Именно последняя возможность требовала неких размышлений.
– Квартира мамина – бабушка и дед подарили. Дача вообще их. Да, огромная, да, места всем хватает, но записана на них. Машины? Так и они у обоих есть. Если делить, то обе. Отец на это не пойдёт, так что их можно не считать. А что ещё? Точно! Мамины акции!
Ни бабушка, ни дед, ни мама так и не поняли, зачем Сашка настояла на передаче акций Ларисы её родителям. Да, формальный повод – упрощение перерегистрации компании, а настоящий знала только Сашка, бдительно наблюдавшая за событиями.
– Что ж делать, если у меня натура собачья? – как‑то пришло Сашке в голову, – За своих сожру без раздумий, а если перестал быть своим – не обессудь, обидеть никого не позволю!
Вот она и теперь занималась тем же самым – не собиралась позволять брату обижать маму!
– Да и поразмыслить не мешает… и с чего бы это там всем так пригорело – срочно Данечку приманить?
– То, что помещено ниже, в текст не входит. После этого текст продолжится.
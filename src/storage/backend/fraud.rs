use async_trait::async_trait;
use sea_orm::EntityTrait;
use sea_orm::sea_query::OnConflict;

use super::SeaOrmStorage;
use super::converters::{fraud_flag_to_active_model, model_to_fraud_flag};
use super::retry;
use crate::errors::Result;
use crate::services::fraud::FlagStore;
use crate::storage::FraudFlag;

use migration::entities::fraud_flag;

#[async_trait]
impl FlagStore for SeaOrmStorage {
    async fn save_flag(&self, flag: &FraudFlag) -> Result<()> {
        let db = &self.db;
        retry::with_retry("save_flag", self.retry_config, || async {
            fraud_flag::Entity::insert(fraud_flag_to_active_model(flag))
                .on_conflict(
                    OnConflict::column(fraud_flag::Column::ActorId)
                        .update_columns([
                            fraud_flag::Column::Score,
                            fraud_flag::Column::State,
                            fraud_flag::Column::ReasonCodes,
                            fraud_flag::Column::UpdatedAt,
                        ])
                        .to_owned(),
                )
                .exec_without_returning(db)
                .await
        })
        .await?;
        Ok(())
    }

    async fn load_flags(&self) -> Result<Vec<FraudFlag>> {
        Ok(fraud_flag::Entity::find()
            .all(&self.db)
            .await?
            .into_iter()
            .map(model_to_fraud_flag)
            .collect())
    }
}
//! 活动 / 创意 / 费率的只读快照
//!
//! 由管理方维护的 TOML 文件提供，引擎只读。重新加载失败时保留上一份快照。

use std::collections::HashMap;
use std::path::{Path, PathBuf};
use std::sync::Arc;
use std::time::Duration;

use arc_swap::ArcSwap;
use chrono::{DateTime, Utc};
use serde::{Deserialize, Serialize};
use tracing::{debug, info, warn};

use crate::errors::{EngineError, Result};
use crate::services::targeting::TargetingRule;

#[derive(Debug, Clone, Copy, PartialEq, Eq, Serialize, Deserialize, strum::Display)]
#[serde(rename_all = "lowercase")]
#[strum(serialize_all = "lowercase")]
pub enum CampaignStatus {
    Draft,
    Active,
    Paused,
    Completed,
}

#[derive(Debug, Clone, PartialEq, Serialize, Deserialize)]
pub struct Campaign {
    pub id: String,
    pub owner_id: String,
    pub status: CampaignStatus,
    pub budget_cents: i64,
    #[serde(default)]
    pub ends_at: Option<DateTime<Utc>>,
}

impl Campaign {
    /// 状态为 active 且未到结束时间（预算另由存储判断）
    pub fn is_serving_at(&self, now: DateTime<Utc>) -> bool {
        self.status == CampaignStatus::Active && self.ends_at.is_none_or(|end| end > now)
    }
}

#[derive(Debug, Clone, Copy, PartialEq, Eq, Serialize, Deserialize)]
#[serde(rename_all = "lowercase")]
pub enum CreativeStatus {
    Active,
    Retired,
}

#[derive(Debug, Clone, PartialEq, Serialize, Deserialize)]
pub struct CreativePayload {
    pub title: String,
    #[serde(default)]
    pub body: String,
    #[serde(default)]
    pub image_url: Option<String>,
    pub click_url: String,
}

#[derive(Debug, Clone, PartialEq, Serialize, Deserialize)]
pub struct Creative {
    pub id: String,
    pub campaign_id: String,
    pub bid_cents: i64,
    pub status: CreativeStatus,
    pub created_at: DateTime<Utc>,
    pub payload: CreativePayload,
    #[serde(default)]
    pub rules: Vec<TargetingRule>,
}

#[derive(Debug, Clone, PartialEq, Eq, Serialize, Deserialize)]
pub struct Tier {
    pub min_value_cents: i64,
    pub bps: u32,
}

#[derive(Debug, Clone, PartialEq, Eq, Serialize, Deserialize)]
#[serde(tag = "type", rename_all = "lowercase")]
pub enum RateRule {
    Flat { amount_cents: i64 },
    Percentage { bps: u32 },
    Tiered { tiers: Vec<Tier> },
}

/// `campaign_id` / `earner_type` 可以是 `*`
#[derive(Debug, Clone, PartialEq, Eq, Serialize, Deserialize)]
pub struct RateEntry {
    pub campaign_id: String,
    pub earner_type: String,
    pub rule: RateRule,
}

#[derive(Debug, Clone, Default, PartialEq, Serialize, Deserialize)]
pub struct Catalog {
    #[serde(default)]
    pub campaigns: Vec<Campaign>,
    #[serde(default)]
    pub creatives: Vec<Creative>,
    #[serde(default)]
    pub rates: Vec<RateEntry>,
    /// earner id → earner type
    #[serde(default)]
    pub earners: HashMap<String, String>,
}

impl Catalog {
    pub fn from_toml(content: &str) -> Result<Self> {
        let catalog: Catalog = toml::from_str(content)?;
        catalog.validate()?;
        Ok(catalog)
    }

    fn validate(&self) -> Result<()> {
        for creative in &self.creatives {
            if creative.bid_cents < 0 {
                return Err(EngineError::validation(format!(
                    "creative '{}' has a negative bid",
                    creative.id
                )));
            }
            if self.campaign(&creative.campaign_id).is_none() {
                return Err(EngineError::validation(format!(
                    "creative '{}' references unknown campaign '{}'",
                    creative.id, creative.campaign_id
                )));
            }
        }
        for rate in &self.rates {
            if let RateRule::Tiered { tiers } = &rate.rule
                && tiers.is_empty()
            {
                return Err(EngineError::validation(format!(
                    "tiered rate for ({}, {}) has no tiers",
                    rate.campaign_id, rate.earner_type
                )));
            }
        }
        Ok(())
    }

    pub fn campaign(&self, id: &str) -> Option<&Campaign> {
        self.campaigns.iter().find(|c| c.id == id)
    }

    pub fn earner_type(&self, earner_id: &str) -> Option<&str> {
        self.earners.get(earner_id).map(String::as_str)
    }
}

/// 持有当前快照，支持手动与定时重新加载
pub struct CatalogService {
    path: PathBuf,
    current: ArcSwap<Catalog>,
}

impl CatalogService {
    /// 文件不存在时以空快照启动
    pub fn load(path: impl AsRef<Path>) -> Result<Self> {
        let path = path.as_ref().to_path_buf();
        let catalog = if path.exists() {
            Self::read(&path)?
        } else {
            warn!(
                "Catalog file {} not found, starting with an empty catalog",
                path.display()
            );
            Catalog::default()
        };
        Ok(Self {
            path,
            current: ArcSwap::from_pointee(catalog),
        })
    }

    pub fn from_catalog(catalog: Catalog) -> Self {
        Self {
            path: PathBuf::new(),
            current: ArcSwap::from_pointee(catalog),
        }
    }

    fn read(path: &Path) -> Result<Catalog> {
        let content = std::fs::read_to_string(path).map_err(|e| {
            EngineError::file_operation(format!("cannot read catalog {}: {}", path.display(), e))
        })?;
        Catalog::from_toml(&content)
    }

    pub fn snapshot(&self) -> Arc<Catalog> {
        self.current.load_full()
    }

    /// 替换快照（测试 / 管理操作）
    pub fn install(&self, catalog: Catalog) {
        self.current.store(Arc::new(catalog));
    }

    pub fn reload(&self) -> Result<Arc<Catalog>> {
        let catalog = Arc::new(Self::read(&self.path)?);
        self.current.store(Arc::clone(&catalog));
        info!(
            "Catalog reloaded: {} campaigns, {} creatives, {} rates",
            catalog.campaigns.len(),
            catalog.creatives.len(),
            catalog.rates.len()
        );
        Ok(catalog)
    }

    pub async fn start_refresh_task(self: Arc<Self>, interval: Duration) {
        loop {
            tokio::time::sleep(interval).await;
            if !self.path.exists() {
                debug!("Catalog file absent, skipping refresh");
                continue;
            }
            if let Err(e) = self.reload() {
                warn!("Catalog refresh failed, keeping previous snapshot: {}", e);
            }
        }
    }
}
Нет понятно, что он «их порода», но почему сейчас и так срочно? И как в это во всё вписывается красотка сойка‑Зойка?
Сойкой Саша прозвала новую папину любовь из‑за страсти к блестящим побрякушкам.
– Нетипично, однако! А значит, надо посоображать! А пока – помочь маме вещи нашего голубя перелётного сложить. Ишь, птичка… тут поел, нaгaдил, и дальше полетел! Я ж не мама, я и пинком сопроводить могу! Только вот мне любопытно, а раз так, будем действовать умнее!
Глава 5. Здрасьте, это я, ваша неожиданность
Когда открылась входная дверь, то первой в квартиру вошла мрачная решимость, а уж за ней – Даня.
Он морально готовился к ссоре аж с самого отцовского дома, вспоминая инструкции.
– Она плакать будет! – говорил он.
– А ты ей скажи, что отец тоже имеет право участвовать в твоей жизни! Что у него тебе лучше! – улыбаясь, инструктировала его Зоя.
– Да‑да! А ещё скажи, что у папочки тебя понимают и поддерживают! – увлеченно рассказывала бабВаля. – И что бабушка тебя тут любит по‑настоящему!
– Но плакать же будет! – вздыхал Даня.
– И ничего такого страшного! Поплачет и перестанет! – отмахивалась Валентина Петровна.
– А Сашка вообще сказала, что в следующий раз, если я маму расстрою, то она меня треснет!
– Бить детей нельзя! Пригрози ей, что опеку вызовешь! – встрепенулась бабушка. – Ишь, торгашкина дочка, и сама такой стала! Я всегда знала, что она не в мою породу!
Даня закатывал глаза, переглядывался снисходительно с Зоей, которой тоже надоели все бабкины ворчания про «породу».
А Зоя дополняла:
– Нет‑нет, Валентина Петровна, что вы! Нельзя Дане в опеку звонить!
– Почему это нельзя? Можно! Не имеет права эта торгашка на моего внука руками махать!
– Так могут приехать и изъять Даню.
– Так мне и отдадут!
– Вам – нет. Могли бы отдать отцу, но у него же жилья в собственности нет. Вот купит Макс квартирку, тогда – другое дело. А пока нельзя!
– Ааа, ну да! Тут ты права! – кивала бабушка. – Так, Данечка, значит, пока никуда не звони, но сестре пригрози! Понимаешь, да?
– Пригрожу! – воинственно обещал Даня, не сознавая, что его, как фаршированного гуся, буквально распирает начинка из чужих идей, фраз, мыслей…
Вот такой напичканный гусеДань и пришел домой, старательно припоминая всё, что он должен сказать рыдающей у входа матери.